Zuletzt aber sei die Nachfrage nach Hygieneprodukten "sprunghaft angestiegen", heißt es etwa von der Drogeriemarktkette dm. "Aufgrund des abrupten Anstiegs sind temporär Produkte an manchen Standorten nicht erhältlich", erklärt Geschäftsführer Sebastian Bayer. Es seien jedoch Maßnahmen ergriffen worden, um die Versorgung wieder zu gewährleisten.
Experte erklärt: Bislang gibt es kein Produkt, das nicht mehr lieferbar ist
Es hänge von verschiedenen Faktoren ab - unter anderem von der Größe, vom Standort und vom Technisierungsgrad des Marktes, ob ein ausverkauftes Produkt direkt am nächsten Tag wieder im Regal steht oder ob es ein wenig länger dauert, erklärt Böttcher.
"Grundsätzlich aber gilt: Es gibt keine Versorgungsengpässe. Alle Geschäfte werden mit den nötigen Produkten versorgt - sofern die Hersteller sie liefern können natürlich." Bislang sei ihm von keinem Produkt berichtet worden, so Böttcher, das gar nicht mehr lieferbar sei.
Auf Twitter erklärte der BVLH, dass Händler und Lieferanten daran arbeiten würden, die Regale zügig wieder aufzufüllen.

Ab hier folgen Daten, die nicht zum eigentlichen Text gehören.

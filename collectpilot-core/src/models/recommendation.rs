use chrono::{DateTime, Utc};
use serde::{Deserialize, Serialize};
use sqlx::FromRow;
use std::fmt;
use std::str::FromStr;
use uuid::Uuid;

use crate::error::AppError;

/// Collection strategy suggested by the scoring capability.
#[derive(Debug, Clone, Copy, PartialEq, Eq, Hash, PartialOrd, Ord, Serialize, Deserialize, sqlx::Type)]
#[sqlx(type_name = "varchar")]
#[serde(rename_all = "snake_case")]
pub enum Strategy {
    #[sqlx(rename = "gentle_reminder")]
    GentleReminder,

    #[sqlx(rename = "urgent_notice")]
    UrgentNotice,

    #[sqlx(rename = "personal_outreach")]
    PersonalOutreach,
}

impl Strategy {
    pub fn as_str(&self) -> &'static str {
        match self {
            Strategy::GentleReminder => "gentle_reminder",
            Strategy::UrgentNotice => "urgent_notice",
            Strategy::PersonalOutreach => "personal_outreach",
        }
    }
}

impl fmt::Display for Strategy {
    fn fmt(&self, f: &mut fmt::Formatter<'_>) -> fmt::Result {
        f.write_str(self.as_str())
    }
}

#[derive(Debug, Clone, Copy, PartialEq, Eq, Serialize, Deserialize, sqlx::Type)]
#[sqlx(type_name = "varchar")]
#[serde(rename_all = "lowercase")]
pub enum RiskLevel {
    #[sqlx(rename = "low")]
    Low,

    #[sqlx(rename = "medium")]
    Medium,

    #[sqlx(rename = "high")]
    High,
}

/// Recommendation lifecycle status.
///
/// `pending -> {approved, rejected, modified}`, `approved|modified -> executed`.
/// `rejected` and `executed` are terminal.
#[derive(Debug, Clone, Copy, PartialEq, Eq, Hash, Serialize, Deserialize, sqlx::Type)]
#[sqlx(type_name = "varchar")]
#[serde(rename_all = "lowercase")]
pub enum RecommendationStatus {
    #[sqlx(rename = "pending")]
    Pending,

    #[sqlx(rename = "approved")]
    Approved,

    #[sqlx(rename = "rejected")]
    Rejected,

    #[sqlx(rename = "modified")]
    Modified,

    #[sqlx(rename = "executed")]
    Executed,
}

impl RecommendationStatus {
    pub fn as_str(&self) -> &'static str {
        match self {
            RecommendationStatus::Pending => "pending",
            RecommendationStatus::Approved => "approved",
            RecommendationStatus::Rejected => "rejected",
            RecommendationStatus::Modified => "modified",
            RecommendationStatus::Executed => "executed",
        }
    }

    pub fn is_terminal(&self) -> bool {
        matches!(self, RecommendationStatus::Rejected | RecommendationStatus::Executed)
    }

    /// Approved or modified, waiting for (or retrying) execution.
    pub fn is_executable(&self) -> bool {
        matches!(self, RecommendationStatus::Approved | RecommendationStatus::Modified)
    }
}

impl fmt::Display for RecommendationStatus {
    fn fmt(&self, f: &mut fmt::Formatter<'_>) -> fmt::Result {
        f.write_str(self.as_str())
    }
}

impl FromStr for RecommendationStatus {
    type Err = AppError;

    fn from_str(s: &str) -> Result<Self, Self::Err> {
        match s.trim().to_ascii_lowercase().as_str() {
            "pending" => Ok(RecommendationStatus::Pending),
            "approved" => Ok(RecommendationStatus::Approved),
            "rejected" => Ok(RecommendationStatus::Rejected),
            "modified" => Ok(RecommendationStatus::Modified),
            "executed" => Ok(RecommendationStatus::Executed),
            other => Err(AppError::validation(format!(
                "Unknown recommendation status: {}",
                other
            ))),
        }
    }
}

/// AI-generated collection action for one (customer, invoice) pair.
///
/// Maps to the `recommendations` table.
#[derive(Debug, Clone, Serialize, Deserialize, FromRow)]
pub struct Recommendation {
    pub id: Uuid,

    pub customer_id: Uuid,

    pub invoice_id: Uuid,

    pub strategy: Strategy,

    /// 0-100
    pub confidence: i32,

    pub risk_assessment: RiskLevel,

    pub draft_content: String,

    pub reasoning: String,

    pub status: RecommendationStatus,

    /// Message from the most recent failed execution attempt
    pub execution_error: Option<String>,

    pub created_at: DateTime<Utc>,

    pub updated_at: DateTime<Utc>,
}

/// Values needed to persist a freshly scored recommendation.
#[derive(Debug, Clone)]
pub struct NewRecommendation {
    pub customer_id: Uuid,
    pub invoice_id: Uuid,
    pub strategy: Strategy,
    pub confidence: i32,
    pub risk_assessment: RiskLevel,
    pub draft_content: String,
    pub reasoning: String,
}

#[derive(Debug, Clone, Serialize, Deserialize)]
pub struct CreateRecommendation {
    pub customer_id: Uuid,
    pub invoice_id: Uuid,
}

#[derive(Debug, Clone, Serialize, Deserialize)]
pub struct UpdateRecommendationDraft {
    pub draft_content: String,
}

#[derive(Debug, Clone, Default, Serialize, Deserialize)]
pub struct RecommendationFilter {
    pub status: Option<RecommendationStatus>,
    pub limit: Option<i64>,
}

Der Außenhandelsverband (BGA) sieht in der Coronavirus-Krise eine flächendeckende Versorgung mit Waren in Deutschland sichergestellt. BGA-Sprecher André Schwarz sagte am Montag (16. März 2020) auf Anfrage der Deutschen Presse-Agentur, dass zwar die Versorgung schwieriger geworden sei, auch weil Produkte passgenau geliefert werden müssten. Durch Grenzkontrollen könne es zu Verzögerungen kommen.
"Es besteht aber kein Grund zur Panik. Die flächendeckende Versorgung mit Waren ist sichergestellt. Die Politik hat bereits gegengesteuert mit der Lockerung des Sonntags-Fahrverbots für Lkw", sagte Schwarz.